During their one-month stay in the US, Liu and Huang visited many museums and art galleries with the help of recommendations from Cahill, and saw part of the original copy of the Zhi Garden Album at the Los Angeles County Museum of Art. They celebrated Cahill's 87th birthday with him, which was tragically the last birthday of his life.

Cahill passed away in February 2014. "Working with Liu and Huang, learning that the Zhi Garden had indeed existed, and writing a book together, brought such contentment and happiness to the last years of his life," Cahill's daughter, Sarah Cahill, told the Global Times via email.

Moving story behind pictures 

In April 2011, Liu and Huang found the specific location of the Zhi Garden based on historical materials and topographic maps. It had been turned into a commercial residential area in Changzhou, with a shopping mall downstairs.

They emailed the area's satellite imagery to Cahill, who immediately confirmed it as the original location of the Zhi Garden. Huang explained that Cahill had probably read the Zhi Garden Album hundreds of times, as he was very familiar with the garden's terrain and topography as depicted in the album. "So when he looked at the satellite imagery, it was as if he was looking at an old friend," said Huang, who is now an associate professor at the Beijing Forestry University.

The garden has been lost to centuries of change and urbanization. But fortunately, its beauties can be seen again today thanks to the unremitting efforts of many Chinese and foreign scholars. In 2013, a digital model of Zhiyuan was completed. In 2015, one year after Cahill had passed away, the Museum of Chinese Gardens and Landscape Architecture made an intricate model of the Zhi Garden, to serve as a representative example of the private gardens in the regions south of the Yangtze River during the Ming Dynasty (1368-1644).

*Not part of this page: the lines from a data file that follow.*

use thiserror::Error;

#[derive(Error, Debug)]
pub enum DashboardError {
    #[error("Could not parse date: {value:?}")]
    DateParse { value: String },

    #[error("No tickets match the current filters")]
    EmptyResult,

    #[error("Schema error: {0}")]
    Schema(String),

    #[error("Invalid ticket {name}: {reason}")]
    InvalidRow { name: String, reason: String },

    #[error("IO error: {0}")]
    Io(#[from] std::io::Error),

    #[error("CSV error: {0}")]
    Csv(#[from] csv_async::Error),
}

impl DashboardError {
    pub fn invalid_row(name: &str, reason: impl Into<String>) -> Self {
        DashboardError::InvalidRow {
            name: name.to_owned(),
            reason: reason.into(),
        }
    }

    /// Errors a single row can recover from by being dropped.
    pub fn is_row_local(&self) -> bool {
        matches!(
            self,
            DashboardError::DateParse { .. } | DashboardError::InvalidRow { .. }
        )
    }
}

pub type DashboardResult<T> = Result<T, DashboardError>;
use std::sync::Arc;

use chrono::{NaiveDate, Utc};
use iced::widget::{button, column, container, row, text, Space};
use iced::{Alignment, Element, Length, Task, Theme};
use lucide_icons::iced::{
    icon_chart_line, icon_house, icon_panel_left_close, icon_panel_left_open,
};
use tracing::{info, warn};

use crate::config::DashboardConfig;
use crate::dashboard::{compute, DashboardParams, DashboardResults};
use crate::importing::{read_ticket_csv, TicketImport};
use crate::integrations::all_integrations;
use crate::message::Message;
use crate::screens::Page;
use crate::theme::{
    accent_button_style, toggle_button_style, DRAWER_BG, DRAWER_TEXT_ACTIVE,
    DRAWER_TEXT_INACTIVE,
};

const DATE_FORMAT: &str = "%Y-%m-%d";

#[derive(Debug, Clone)]
pub enum LoadState {
    Loading,
    Loaded(Arc<TicketImport>),
    Failed(String),
}

/// Raw text of the date inputs, kept apart from the parsed params so a
/// half-typed date never reaches the pipeline.
#[derive(Debug, Clone, Default)]
pub struct DateInputs {
    pub start: String,
    pub end: String,
    pub start_hint: Option<String>,
    pub end_hint: Option<String>,
}

pub struct App {
    theme: Theme,
    config: DashboardConfig,
    current_page: Page,
    sidebar_collapsed: bool,
    load: LoadState,
    params: DashboardParams,
    dates: DateInputs,
    show_time_integrations: bool,
    results: Option<DashboardResults>,
}

impl App {
    pub fn new(config: DashboardConfig) -> (Self, Task<Message>) {
        let today = Utc::now().date_naive();
        let app = Self::with_defaults(config, today);
        let task = app.load_task();
        (app, task)
    }

    fn with_defaults(config: DashboardConfig, today: NaiveDate) -> Self {
        let params = DashboardParams::with_defaults(today, config.lookback_months);
        let dates = DateInputs {
            start: params.start_date.format(DATE_FORMAT).to_string(),
            end: params.end_date.format(DATE_FORMAT).to_string(),
            start_hint: None,
            end_hint: None,
        };

        Self {
            theme: Theme::Dark,
            config,
            current_page: Page::Home,
            sidebar_collapsed: true,
            load: LoadState::Loading,
            params,
            dates,
            show_time_integrations: false,
            results: None,
        }
    }

    fn load_task(&self) -> Task<Message> {
        Task::perform(read_ticket_csv(self.config.csv.clone()), |result| {
            Message::TicketsLoaded(result.map(Arc::new).map_err(|err| err.to_string()))
        })
    }

    pub fn update(&mut self, message: Message) -> Task<Message> {
        match message {
            Message::ToggleSidebar => {
                self.sidebar_collapsed = !self.sidebar_collapsed;
            }
            Message::Navigate(page) => {
                self.current_page = page;
            }
            Message::ReloadTickets => {
                self.load = LoadState::Loading;
                self.results = None;
                return self.load_task();
            }
            Message::TicketsLoaded(Ok(import)) => {
                info!(tickets = import.tickets.len(), dropped = import.dropped, "dataset ready");
                self.load = LoadState::Loaded(import);
                self.recompute();
            }
            Message::TicketsLoaded(Err(err)) => {
                warn!(error = %err, "ticket load failed");
                self.load = LoadState::Failed(err);
                self.results = None;
            }
            Message::TimeframeSelected(timeframe) => {
                self.params.timeframe = timeframe;
                self.recompute();
            }
            Message::StartDateChanged(value) => {
                let hint = match parse_date_input(&value) {
                    Ok(date) => {
                        self.params.start_date = date;
                        self.recompute();
                        None
                    }
                    Err(hint) => Some(hint),
                };
                self.dates.start_hint = hint;
                self.dates.start = value;
            }
            Message::EndDateChanged(value) => {
                let hint = match parse_date_input(&value) {
                    Ok(date) => {
                        self.params.end_date = date;
                        self.recompute();
                        None
                    }
                    Err(hint) => Some(hint),
                };
                self.dates.end_hint = hint;
                self.dates.end = value;
            }
            Message::PriorityToggled(priority) => {
                if !self.params.priorities.remove(&priority) {
                    self.params.priorities.insert(priority);
                }
                self.recompute();
            }
            Message::IntegrationToggled(name) => {
                if !self.params.integrations.remove(&name) {
                    self.params.integrations.insert(name);
                }
                self.recompute();
            }
            Message::SelectAllIntegrations => {
                self.params.integrations = all_integrations();
                self.recompute();
            }
            Message::ClearIntegrations => {
                self.params.integrations.clear();
                self.recompute();
            }
            Message::TimeIntegrationToggled(name) => {
                if !self.params.time_integrations.remove(&name) {
                    self.params.time_integrations.insert(name);
                }
                self.recompute();
            }
            Message::ToggleTimeIntegrations => {
                self.show_time_integrations = !self.show_time_integrations;
            }
        }

        Task::none()
    }

    fn recompute(&mut self) {
        if let LoadState::Loaded(import) = &self.load {
            self.results = Some(compute(&import.tickets, &self.params));
        }
    }

    pub fn view<'a>(&'a self) -> Element<'a, Message> {
        let sidebar = self.sidebar_view();
        let content = self.content_view();

        row![sidebar, content].height(Length::Fill).into()
    }

    pub fn theme(&self) -> Theme {
        self.theme.clone()
    }

    fn sidebar_view<'a>(&'a self) -> Element<'a, Message> {
        let toggle_icon = if self.sidebar_collapsed {
            icon_panel_left_open()
        } else {
            icon_panel_left_close()
        };

        let toggle = button(toggle_icon.size(18))
            .on_press(Message::ToggleSidebar)
            .style(accent_button_style);

        let pages = [Page::Home, Page::Reports]
            .into_iter()
            .map(|page| self.sidebar_button(page));

        let content = column![toggle, Space::new().height(Length::Fixed(12.0))]
            .push(column(pages).spacing(6))
            .spacing(12)
            .padding(12)
            .width(if self.sidebar_collapsed {
                Length::Fixed(64.0)
            } else {
                Length::Fixed(220.0)
            })
            .height(Length::Fill);

        container(content)
            .style(|_| iced::widget::container::background(DRAWER_BG))
            .into()
    }

    fn sidebar_button<'a>(&'a self, page: Page) -> Element<'a, Message> {
        let selected = self.current_page == page;
        let label = page.label();
        let icon = match page {
            Page::Home => icon_house(),
            Page::Reports => icon_chart_line(),
        }
        .size(18)
        .style(move |_| drawer_text(selected));

        let label_text = text(label).style(move |_| drawer_text(selected));

        let row_content = if self.sidebar_collapsed {
            row![
                Space::new().width(Length::Fill),
                icon,
                Space::new().width(Length::Fill)
            ]
            .align_y(Alignment::Center)
        } else {
            row![icon, label_text]
                .spacing(12)
                .align_y(Alignment::Center)
        };

        button(row_content)
            .on_press(Message::Navigate(page))
            .width(Length::Fill)
            .style(move |_, status| toggle_button_style(selected, status))
            .padding(8)
            .into()
    }

    fn content_view<'a>(&'a self) -> Element<'a, Message> {
        match self.current_page {
            Page::Home => crate::screens::home::view(&self.load, &self.config.csv),
            Page::Reports => crate::screens::reports::view(
                &self.load,
                &self.params,
                &self.dates,
                self.show_time_integrations,
                self.results.as_ref(),
            ),
        }
    }
}

/// A valid date, or the hint to show under the input.
fn parse_date_input(value: &str) -> Result<NaiveDate, String> {
    NaiveDate::parse_from_str(value.trim(), DATE_FORMAT)
        .map_err(|_| format!("{value:?} is not a YYYY-MM-DD date"))
}

fn drawer_text(selected: bool) -> iced::widget::text::Style {
    iced::widget::text::Style {
        color: Some(if selected {
            DRAWER_TEXT_ACTIVE
        } else {
            DRAWER_TEXT_INACTIVE
        }),
    }
}

#[cfg(test)]
mod tests {
    use super::*;
    use crate::error::DashboardError;
    use crate::fixtures::january_scenario;
    use crate::tickets::{Priority, Timeframe};
    use clap::Parser;
    use std::path::PathBuf;

    fn loaded_app() -> App {
        let config = DashboardConfig::parse_from(["integrations-dashboard"]);
        let today = NaiveDate::from_ymd_opt(2024, 1, 31).unwrap();
        let mut app = App::with_defaults(config, today);

        let _ = app.update(Message::TicketsLoaded(Ok(Arc::new(TicketImport {
            source: PathBuf::from("tickets.csv"),
            tickets: january_scenario(),
            dropped: 0,
        }))));
        app
    }

    #[test]
    fn load_computes_every_chart() {
        let app = loaded_app();
        let results = app.results.as_ref().unwrap();
        assert!(results.created_vs_closed.is_ok());
        assert!(results.gantt.is_ok());
    }

    #[test]
    fn invalid_date_keeps_previous_value_and_sets_hint() {
        let mut app = loaded_app();
        let before = app.params.start_date;

        let _ = app.update(Message::StartDateChanged("2024-13-01".to_owned()));
        assert_eq!(app.params.start_date, before);
        assert_eq!(app.dates.start, "2024-13-01");
        assert!(app.dates.start_hint.is_some());

        let _ = app.update(Message::StartDateChanged("2024-01-10".to_owned()));
        assert_eq!(app.params.start_date, NaiveDate::from_ymd_opt(2024, 1, 10).unwrap());
        assert!(app.dates.start_hint.is_none());
    }

    #[test]
    fn valid_end_date_leaves_invalid_start_hint_in_place() {
        let mut app = loaded_app();
        let before = app.params.start_date;

        let _ = app.update(Message::StartDateChanged("2024-13-01".to_owned()));
        let _ = app.update(Message::EndDateChanged("2024-01-30".to_owned()));

        assert_eq!(app.params.start_date, before);
        assert_eq!(app.params.end_date, NaiveDate::from_ymd_opt(2024, 1, 30).unwrap());
        assert_eq!(app.dates.start, "2024-13-01");
        assert!(app.dates.start_hint.is_some());
        assert!(app.dates.end_hint.is_none());

        let _ = app.update(Message::EndDateChanged("soon".to_owned()));
        assert!(app.dates.end_hint.is_some());
        assert_eq!(app.params.end_date, NaiveDate::from_ymd_opt(2024, 1, 30).unwrap());
    }

    #[test]
    fn clearing_integrations_empties_charts() {
        let mut app = loaded_app();

        let _ = app.update(Message::ClearIntegrations);
        let results = app.results.as_ref().unwrap();
        assert!(matches!(results.gantt, Err(DashboardError::EmptyResult)));

        let _ = app.update(Message::SelectAllIntegrations);
        assert!(app.results.as_ref().unwrap().gantt.is_ok());
    }

    #[test]
    fn toggles_flip_membership() {
        let mut app = loaded_app();

        let _ = app.update(Message::PriorityToggled(Priority::Low));
        assert!(!app.params.priorities.contains(&Priority::Low));
        let _ = app.update(Message::PriorityToggled(Priority::Low));
        assert!(app.params.priorities.contains(&Priority::Low));

        let _ = app.update(Message::TimeIntegrationToggled("shopify".to_owned()));
        assert!(!app.params.time_integrations.contains("shopify"));

        let _ = app.update(Message::TimeframeSelected(Timeframe::Week));
        assert_eq!(app.params.timeframe, Timeframe::Week);
    }

    #[test]
    fn failed_load_clears_results() {
        let mut app = loaded_app();
        let _ = app.update(Message::TicketsLoaded(Err("missing column(s): name".to_owned())));
        assert!(app.results.is_none());
        assert!(matches!(app.load, LoadState::Failed(_)));
    }
}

Sarah visited the model in 2018 when attending a Zhi Garden-themed symposium in Beijing organized by Liu and Huang. "The model is miraculous; so detailed and lifelike, and truly expresses the beauty and perfect proportions of the original garden," praised Sarah.

Sarah voluntarily took over some follow-up work related to the Zhi Garden after Cahill's passing. Her father's love for Chinese gardens has deeply impressed and influenced her. "I have only been to one Chinese classical garden, but have long admired the beauty and ingenuity of Chinese gardens, from paintings and photographs," she told the Global Times. "The balance and harmony of humanity within nature makes Chinese gardens so perfect for reflection and inspiration."

The story does not end with the finding of the Zhi Garden's location and the departure of Cahill. In 2022, after years of studying the garden, Liu and Huang published their two books: The Zhi Garden AlbumA Portrait of Peach Blossom Spring and Rediscovering a Ming Dynasty Peach Blossom Spring: A Study on the Zhi Garden. In September 2023, at the 3rd Conference of the European Association for Asian Art and Archaeology (EAAA) in Slovenia, Liu and Huang shared the story of the Zhi Garden with participating global scholars.

The beautiful set of pictures in the Zhi Garden Album is like a dream, Katherine Anne Paul, Curator of Asian Art at the Birmingham Museum of Art, said at the conference. "I love the beautiful garden in the pictures, and I love the moving story behind the pictures and the garden more," she said with excitement.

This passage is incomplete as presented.